We have audited Hardinge Inc. and Subsidiaries' internal control over financial reporting as of December 31, 2015, based on criteria established in Internal Control-Integrated Framework issued by the Committee of Sponsoring Organizations of the Treadway Commission (1992 framework) (the COSO criteria). Hardinge Inc. and Subsidiaries' management is responsible for maintaining effective internal control over financial reporting, and for its assessment of the effectiveness of internal control over financial reporting included in the accompanying Management's Report on Internal Control over Financial Reporting. Our responsibility is to express an opinion on the company's internal control over financial reporting based on our audit.

We conducted our audit in accordance with the standards of the Public Company Accounting Oversight Board (United States). Those standards require that we plan and perform the audit to obtain reasonable assurance about whether effective internal control over financial reporting was maintained in all material respects. Our audit included obtaining an understanding of internal control over financial reporting, assessing the risk that a material weakness exists, testing and evaluating the design and operating effectiveness of internal control based on the assessed risk, and performing such other procedures as we considered necessary in the circumstances. We believe that our audit provides a reasonable basis for our opinion.

A company's internal control over financial reporting is a process designed to provide reasonable assurance regarding the reliability of financial reporting and the preparation of financial statements for external purposes in accordance with generally accepted accounting principles. A company's internal control over financial reporting includes those policies and procedures that (1) pertain to the maintenance of records that, in reasonable detail, accurately and fairly reflect the transactions and dispositions of the assets of the company; (2) provide reasonable assurance that transactions are recorded as necessary to permit preparation of financial statements in accordance with generally accepted accounting principles, and that receipts and expenditures of the company are being made only in accordance with authorizations of management and directors of the company; and (3) provide reasonable assurance regarding prevention or timely detection of unauthorized acquisition, use or disposition of the company's assets that could have a material effect on the financial statements.

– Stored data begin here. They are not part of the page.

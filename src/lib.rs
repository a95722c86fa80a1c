//! Repocrawl: a quota-aware repository metadata crawler
//!
//! This crate implements a crawler that pulls repository identifiers from a
//! work queue, fetches metadata from the GitHub GraphQL API through a pool of
//! rate-limited credentials, and persists normalized documents to a store.

pub mod config;
pub mod crawler;
pub mod credentials;
pub mod github;
pub mod queue;
pub mod storage;

use thiserror::Error;

/// Main error type for repocrawl operations
#[derive(Debug, Error)]
pub enum CrawlError {
    #[error("Configuration error: {0}")]
    Config(#[from] ConfigError),

    #[error("Credential pool error: {0}")]
    Pool(#[from] credentials::PoolError),

    #[error("Queue error: {0}")]
    Queue(#[from] queue::QueueError),

    #[error("Storage error: {0}")]
    Storage(#[from] storage::StoreError),

    #[error("Fetch error: {0}")]
    Fetch(#[from] github::FetchError),

    #[error("Document error: {0}")]
    Document(#[from] github::DocumentError),

    #[error("HTTP client error: {0}")]
    Reqwest(#[from] reqwest::Error),

    #[error("IO error: {0}")]
    Io(#[from] std::io::Error),
}

/// Configuration-specific errors
#[derive(Debug, Error)]
pub enum ConfigError {
    #[error("Failed to read config file: {0}")]
    Io(#[from] std::io::Error),

    #[error("Failed to parse TOML: {0}")]
    Parse(#[from] toml::de::Error),

    #[error("Validation error: {0}")]
    Validation(String),
}

/// Result type alias for repocrawl operations
pub type Result<T> = std::result::Result<T, CrawlError>;

/// Result type alias for configuration operations
pub type ConfigResult<T> = std::result::Result<T, ConfigError>;

// Re-export commonly used types
pub use config::Config;
pub use crawler::{CrawlScheduler, CrawlTask};
pub use credentials::{Credential, CredentialPool, QuotaProbe, RateLimit};
pub use github::{FetchClient, GithubClient};
pub use queue::{MemoryQueue, WorkItem, WorkQueue};
pub use storage::{Document, JsonlStore, MemoryStore, ResultStore};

Because of its inherent limitations, internal control over financial reporting may not prevent or detect misstatements. Also, projections of any evaluation of effectiveness to future periods are subject to the risk that controls may become inadequate because of changes in conditions, or that the degree of compliance with the policies or procedures may deteriorate.

In our opinion, Hardinge Inc. and Subsidiaries maintained, in all material respects, effective internal control over financial reporting as of December 31, 2015, based on the COSO criteria.

We also have audited, in accordance with the standards of the Public Company Accounting Oversight Board (United States), the consolidated balance sheets of Hardinge Inc. and Subsidiaries as of December 31, 2015 and 2014 and the related consolidated statements of operations, comprehensive (loss) income, shareholders' equity, and cash flows for each of the three years in the period ended December 31, 2015 of Hardinge Inc. and Subsidiaries and our report dated March 10, 2016 expressed an unqualified opinion thereon.


/s/ Ernst & Young LLP

Buffalo, New York
March 10, 2016












81


Item 9B. Other Information.
 
None.

82


PART III

Item 10. Directors, Executive Officers and Corporate Governance.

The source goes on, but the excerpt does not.